The job list provides a comprehensive overview of available positions. It offers summaries on the left and in-depth details on the right for each position. To gather information, you can either manually navigate to each job or rely on the summaries provided.

We have a complete guide on web scraping Indeed jobs using Python. Check it out to learn how to build an Indeed job scraper from scratch. But keep in mind, that running it at scale will trigger blocks as Indeed uses anti-scraping protection to block web scraper traffic.

To get around this, we can use Scrapingdog web scraping API. Let’s see how Scrapingdog integration can help you bypass these obstacles.

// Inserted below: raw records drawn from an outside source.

//! Request shapes for the list REST endpoints.

use serde::Serialize;
use url::form_urlencoded;

use crate::record::{RecordRef, RECORD_SELECT_FIELDS};

pub const ACCEPT_NOMETADATA: &str = "application/json;odata=nometadata";
pub const CONTENT_TYPE_VERBOSE: &str = "application/json;odata=verbose";

/// Field holding the schema type token in the list metadata.
pub const ENTITY_TYPE_FIELD: &str = "ListItemEntityTypeFullName";

/// A request against the list store, ready for a transport to send.
#[derive(Debug, Clone, PartialEq, Eq, Serialize)]
pub struct StoreRequest {
    pub url: String,
    pub headers: Vec<(&'static str, &'static str)>,
}

impl StoreRequest {
    pub fn header(&self, name: &str) -> Option<&'static str> {
        self.headers
            .iter()
            .find(|(key, _)| key.eq_ignore_ascii_case(name))
            .map(|(_, value)| *value)
    }
}

/// Base endpoint of one list, addressed by title.
#[derive(Debug, Clone, PartialEq, Eq)]
pub struct ListEndpoint {
    list_title: String,
    base: String,
}

impl ListEndpoint {
    pub fn new(site_url: &str, list_title: impl Into<String>) -> Self {
        let list_title = list_title.into();
        let base = format!(
            "{}/_api/web/lists/getbytitle('{}')",
            site_url.trim_end_matches('/'),
            title_literal(&list_title)
        );
        Self { list_title, base }
    }

    pub fn list_title(&self) -> &str {
        &self.list_title
    }

    pub fn base_url(&self) -> &str {
        &self.base
    }

    /// `GET {list}?$select=ListItemEntityTypeFullName`
    pub fn entity_type_request(&self) -> StoreRequest {
        StoreRequest {
            url: format!("{}?$select={}", self.base, ENTITY_TYPE_FIELD),
            headers: read_headers(),
        }
    }

    /// `GET {list}/items({id})?$select=Title,Id,Photo,Description`
    pub fn record_request(&self, record: RecordRef) -> StoreRequest {
        StoreRequest {
            url: format!(
                "{}/items({})?$select={}",
                self.base, record.id, RECORD_SELECT_FIELDS
            ),
            headers: read_headers(),
        }
    }

    /// `POST {list}/items`
    pub fn create_request(&self) -> StoreRequest {
        let mut headers = read_headers();
        headers.push(("Content-type", CONTENT_TYPE_VERBOSE));
        StoreRequest {
            url: format!("{}/items", self.base),
            headers,
        }
    }
}

/// Escapes a title for use inside `getbytitle('...')`.
///
/// OData string literals escape a quote by doubling it. The literal is then
/// percent-encoded so `#`, `?` and `/` cannot end the path segment.
fn title_literal(title: &str) -> String {
    let literal = title.replace('\'', "''");
    // form encoding writes a space as `+`, which a path keeps literally.
    form_urlencoded::byte_serialize(literal.as_bytes())
        .collect::<String>()
        .replace('+', "%20")
}

fn read_headers() -> Vec<(&'static str, &'static str)> {
    vec![("Accept", ACCEPT_NOMETADATA), ("odata-version", "")]
}

#[cfg(test)]
mod tests {
    use super::*;

    const SITE: &str = "https://contoso.example.com/sites/farm/";

    #[test]
    fn test_endpoint_urls() {
        let endpoint = ListEndpoint::new(SITE, "Sheep");
        assert_eq!(
            endpoint.base_url(),
            "https://contoso.example.com/sites/farm/_api/web/lists/getbytitle('Sheep')"
        );
        assert_eq!(
            endpoint.entity_type_request().url,
            format!("{}?$select=ListItemEntityTypeFullName", endpoint.base_url())
        );
        assert_eq!(
            endpoint.record_request(RecordRef::new(7)).url,
            format!("{}/items(7)?$select=Title,Id,Photo,Description", endpoint.base_url())
        );
        assert_eq!(
            endpoint.create_request().url,
            format!("{}/items", endpoint.base_url())
        );
    }

    #[test]
    fn test_quotes_in_list_title_are_doubled() {
        let endpoint = ListEndpoint::new(SITE, "Bob's Sheep");
        assert!(endpoint.base_url().ends_with("getbytitle('Bob%27%27s%20Sheep')"));
        assert_eq!(endpoint.list_title(), "Bob's Sheep");
    }

    #[test]
    fn test_reserved_characters_in_list_title_are_encoded() {
        let endpoint = ListEndpoint::new(SITE, "Q&A #1? a/b+c");
        assert_eq!(
            endpoint.base_url(),
            "https://contoso.example.com/sites/farm/_api/web/lists/getbytitle('Q%26A%20%231%3F%20a%2Fb%2Bc')"
        );
        assert_eq!(
            endpoint.record_request(RecordRef::new(7)).url,
            format!("{}/items(7)?$select=Title,Id,Photo,Description", endpoint.base_url())
        );
    }

    #[test]
    fn test_headers() {
        let endpoint = ListEndpoint::new(SITE, "Sheep");

        let get = endpoint.record_request(RecordRef::new(1));
        assert_eq!(get.header("accept"), Some(ACCEPT_NOMETADATA));
        assert_eq!(get.header("Content-type"), None);

        let post = endpoint.create_request();
        assert_eq!(post.header("Accept"), Some(ACCEPT_NOMETADATA));
        assert_eq!(post.header("content-type"), Some(CONTENT_TYPE_VERBOSE));
    }
}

Scrapingdog provides a dedicated Indeed Scraping API with which you can scrape Indeed data at scale. You won’t even have to parse the data because you will already receive it in JSON form. Once you sign up, you will find your API key on your dashboard. You then need to send a GET request to https://api.scrapingdog.com/indeed with your API key and the target Indeed URL.

When you search for Data Engineer jobs in Texas, you will get this URL: https://indeed.com/jobs?q=data+engineer&l=Texas. You can use this URL as the target Indeed URL in your code.

Here’s the code:

import requests
import json

url = "https://api.scrapingdog.com/indeed"
api_key = "YOUR_API_KEY"
job_search_url = "https://indeed.com/jobs?q=data+engineer&l=Texas"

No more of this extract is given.